------ Data extract

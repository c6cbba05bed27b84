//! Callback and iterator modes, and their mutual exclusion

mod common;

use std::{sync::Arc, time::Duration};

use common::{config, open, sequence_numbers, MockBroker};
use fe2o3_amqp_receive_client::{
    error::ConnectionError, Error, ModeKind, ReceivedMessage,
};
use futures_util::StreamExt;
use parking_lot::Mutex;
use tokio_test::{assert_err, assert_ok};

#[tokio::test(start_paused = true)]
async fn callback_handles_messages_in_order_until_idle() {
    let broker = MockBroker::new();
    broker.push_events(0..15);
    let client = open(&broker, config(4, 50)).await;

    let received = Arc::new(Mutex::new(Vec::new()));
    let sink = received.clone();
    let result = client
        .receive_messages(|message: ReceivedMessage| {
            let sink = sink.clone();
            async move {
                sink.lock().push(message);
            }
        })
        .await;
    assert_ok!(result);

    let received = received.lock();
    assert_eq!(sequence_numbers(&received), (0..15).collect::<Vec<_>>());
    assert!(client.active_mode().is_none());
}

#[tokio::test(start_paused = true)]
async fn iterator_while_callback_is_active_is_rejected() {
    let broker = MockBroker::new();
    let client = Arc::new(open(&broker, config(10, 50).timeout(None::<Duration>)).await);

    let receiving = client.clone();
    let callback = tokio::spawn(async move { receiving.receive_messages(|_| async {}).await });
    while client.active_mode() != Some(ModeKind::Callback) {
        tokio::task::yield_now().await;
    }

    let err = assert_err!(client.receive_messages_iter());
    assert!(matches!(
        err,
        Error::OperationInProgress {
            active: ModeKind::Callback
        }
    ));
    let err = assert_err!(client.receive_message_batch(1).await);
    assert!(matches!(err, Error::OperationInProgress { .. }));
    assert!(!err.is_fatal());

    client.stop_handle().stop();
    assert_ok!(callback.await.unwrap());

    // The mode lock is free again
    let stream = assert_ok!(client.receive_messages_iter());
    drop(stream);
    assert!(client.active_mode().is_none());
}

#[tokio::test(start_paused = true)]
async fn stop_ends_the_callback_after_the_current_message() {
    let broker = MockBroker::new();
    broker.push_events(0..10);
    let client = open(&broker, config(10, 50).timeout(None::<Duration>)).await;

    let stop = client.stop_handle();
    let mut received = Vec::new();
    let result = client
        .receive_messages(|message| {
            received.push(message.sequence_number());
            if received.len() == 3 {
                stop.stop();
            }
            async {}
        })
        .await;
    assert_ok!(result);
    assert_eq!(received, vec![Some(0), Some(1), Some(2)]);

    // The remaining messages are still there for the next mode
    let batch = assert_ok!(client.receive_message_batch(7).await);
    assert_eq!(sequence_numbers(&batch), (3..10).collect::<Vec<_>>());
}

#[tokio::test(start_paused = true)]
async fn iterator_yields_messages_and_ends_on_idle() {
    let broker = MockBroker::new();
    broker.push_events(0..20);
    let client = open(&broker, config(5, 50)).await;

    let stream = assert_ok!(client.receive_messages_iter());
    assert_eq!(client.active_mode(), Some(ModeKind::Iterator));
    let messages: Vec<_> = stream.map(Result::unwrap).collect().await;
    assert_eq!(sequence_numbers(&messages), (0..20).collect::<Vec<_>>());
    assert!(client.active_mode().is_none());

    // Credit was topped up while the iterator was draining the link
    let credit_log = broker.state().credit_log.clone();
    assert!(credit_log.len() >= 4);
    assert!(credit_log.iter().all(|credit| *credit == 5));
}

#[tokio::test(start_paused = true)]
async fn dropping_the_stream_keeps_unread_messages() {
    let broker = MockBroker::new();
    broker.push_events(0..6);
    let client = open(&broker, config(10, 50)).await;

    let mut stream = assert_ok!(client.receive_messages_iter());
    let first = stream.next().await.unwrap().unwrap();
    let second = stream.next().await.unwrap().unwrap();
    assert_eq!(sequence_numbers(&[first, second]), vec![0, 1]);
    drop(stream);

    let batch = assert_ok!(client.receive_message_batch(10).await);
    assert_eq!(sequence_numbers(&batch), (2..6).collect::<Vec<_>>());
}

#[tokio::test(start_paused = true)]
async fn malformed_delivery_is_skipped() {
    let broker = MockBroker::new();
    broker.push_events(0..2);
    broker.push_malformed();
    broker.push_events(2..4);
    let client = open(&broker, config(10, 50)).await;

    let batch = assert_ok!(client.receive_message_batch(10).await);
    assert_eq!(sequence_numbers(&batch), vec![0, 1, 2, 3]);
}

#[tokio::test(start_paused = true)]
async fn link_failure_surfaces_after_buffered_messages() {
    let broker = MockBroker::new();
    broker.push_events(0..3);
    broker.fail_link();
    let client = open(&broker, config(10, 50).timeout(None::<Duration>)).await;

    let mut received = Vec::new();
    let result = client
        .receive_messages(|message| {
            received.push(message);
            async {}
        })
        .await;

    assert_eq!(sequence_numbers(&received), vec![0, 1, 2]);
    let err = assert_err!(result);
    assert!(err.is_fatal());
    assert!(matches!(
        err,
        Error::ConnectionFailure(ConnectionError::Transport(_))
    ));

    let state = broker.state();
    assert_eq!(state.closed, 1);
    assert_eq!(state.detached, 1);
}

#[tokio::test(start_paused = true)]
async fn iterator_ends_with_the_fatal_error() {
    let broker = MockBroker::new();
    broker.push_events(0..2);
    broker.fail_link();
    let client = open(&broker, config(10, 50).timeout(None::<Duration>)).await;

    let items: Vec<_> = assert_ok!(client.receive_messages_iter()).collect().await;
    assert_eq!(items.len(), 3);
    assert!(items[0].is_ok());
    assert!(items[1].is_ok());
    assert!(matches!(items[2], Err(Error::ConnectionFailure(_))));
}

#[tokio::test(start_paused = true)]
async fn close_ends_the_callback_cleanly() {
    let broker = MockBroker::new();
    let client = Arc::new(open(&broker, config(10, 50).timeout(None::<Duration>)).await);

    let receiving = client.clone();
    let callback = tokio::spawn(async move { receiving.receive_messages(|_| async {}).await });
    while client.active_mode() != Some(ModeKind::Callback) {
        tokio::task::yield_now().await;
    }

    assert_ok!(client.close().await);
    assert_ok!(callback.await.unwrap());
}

------------
------ Data extract

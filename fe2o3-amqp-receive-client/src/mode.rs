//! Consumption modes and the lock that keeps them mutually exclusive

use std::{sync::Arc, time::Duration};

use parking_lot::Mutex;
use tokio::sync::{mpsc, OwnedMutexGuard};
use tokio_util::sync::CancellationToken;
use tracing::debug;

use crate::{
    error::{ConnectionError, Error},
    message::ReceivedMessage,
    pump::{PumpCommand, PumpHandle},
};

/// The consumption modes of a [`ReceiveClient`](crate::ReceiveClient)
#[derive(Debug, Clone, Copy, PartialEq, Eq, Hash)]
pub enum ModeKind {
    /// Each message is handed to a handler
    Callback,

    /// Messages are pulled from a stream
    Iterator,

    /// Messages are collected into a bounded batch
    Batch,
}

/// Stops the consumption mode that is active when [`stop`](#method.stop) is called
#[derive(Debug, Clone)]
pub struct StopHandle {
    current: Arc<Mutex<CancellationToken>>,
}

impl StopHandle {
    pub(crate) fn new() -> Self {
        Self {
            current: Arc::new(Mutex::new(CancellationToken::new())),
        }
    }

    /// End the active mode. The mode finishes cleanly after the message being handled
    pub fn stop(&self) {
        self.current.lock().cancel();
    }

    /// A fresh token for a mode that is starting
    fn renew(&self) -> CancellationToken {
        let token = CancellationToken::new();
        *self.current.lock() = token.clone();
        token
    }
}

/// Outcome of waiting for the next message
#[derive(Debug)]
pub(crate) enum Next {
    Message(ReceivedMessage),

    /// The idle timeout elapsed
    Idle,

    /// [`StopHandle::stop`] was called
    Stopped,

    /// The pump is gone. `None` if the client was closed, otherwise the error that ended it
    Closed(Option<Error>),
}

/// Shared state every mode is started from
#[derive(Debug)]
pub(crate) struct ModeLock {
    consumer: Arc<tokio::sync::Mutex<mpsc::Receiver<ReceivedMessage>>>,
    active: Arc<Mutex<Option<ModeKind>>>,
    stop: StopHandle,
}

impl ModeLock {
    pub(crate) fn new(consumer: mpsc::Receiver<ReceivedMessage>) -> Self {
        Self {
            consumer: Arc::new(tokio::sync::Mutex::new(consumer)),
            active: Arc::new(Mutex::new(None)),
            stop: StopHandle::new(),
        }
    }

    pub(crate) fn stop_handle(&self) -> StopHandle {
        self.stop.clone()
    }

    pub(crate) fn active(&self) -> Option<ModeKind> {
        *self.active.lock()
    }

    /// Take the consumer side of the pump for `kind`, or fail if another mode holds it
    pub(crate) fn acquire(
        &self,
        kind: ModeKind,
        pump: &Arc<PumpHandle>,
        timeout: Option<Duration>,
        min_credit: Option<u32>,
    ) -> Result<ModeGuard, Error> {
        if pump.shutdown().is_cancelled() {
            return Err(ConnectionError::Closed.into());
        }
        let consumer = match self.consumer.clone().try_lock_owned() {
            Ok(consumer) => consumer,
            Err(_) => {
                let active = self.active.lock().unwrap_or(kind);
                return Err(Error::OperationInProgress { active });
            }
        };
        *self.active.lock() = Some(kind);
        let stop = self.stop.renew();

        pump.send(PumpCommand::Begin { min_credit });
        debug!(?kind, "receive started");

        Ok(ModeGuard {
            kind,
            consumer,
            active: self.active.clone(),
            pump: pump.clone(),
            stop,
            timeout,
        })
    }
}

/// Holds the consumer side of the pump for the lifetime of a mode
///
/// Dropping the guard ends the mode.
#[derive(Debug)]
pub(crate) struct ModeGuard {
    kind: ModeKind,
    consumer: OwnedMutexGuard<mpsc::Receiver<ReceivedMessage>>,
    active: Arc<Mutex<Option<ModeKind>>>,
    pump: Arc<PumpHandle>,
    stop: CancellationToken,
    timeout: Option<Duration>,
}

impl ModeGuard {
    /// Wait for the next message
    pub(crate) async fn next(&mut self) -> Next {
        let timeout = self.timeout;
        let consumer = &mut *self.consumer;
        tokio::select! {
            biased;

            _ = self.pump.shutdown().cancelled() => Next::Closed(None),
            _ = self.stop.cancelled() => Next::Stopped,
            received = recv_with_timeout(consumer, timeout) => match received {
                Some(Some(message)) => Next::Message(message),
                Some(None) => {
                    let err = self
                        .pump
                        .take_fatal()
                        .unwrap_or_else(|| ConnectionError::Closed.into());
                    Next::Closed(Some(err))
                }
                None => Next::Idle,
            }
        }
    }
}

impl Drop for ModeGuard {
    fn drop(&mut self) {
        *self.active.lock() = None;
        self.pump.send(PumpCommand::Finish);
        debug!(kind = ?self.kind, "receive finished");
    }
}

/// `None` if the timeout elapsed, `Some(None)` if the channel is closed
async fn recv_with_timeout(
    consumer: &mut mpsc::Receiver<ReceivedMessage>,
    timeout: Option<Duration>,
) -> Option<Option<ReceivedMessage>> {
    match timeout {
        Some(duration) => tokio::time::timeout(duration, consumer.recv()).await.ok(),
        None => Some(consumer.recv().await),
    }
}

------------

The number of lines containing "ReceivedMessage" is all that is wanted; tally them in the data.

9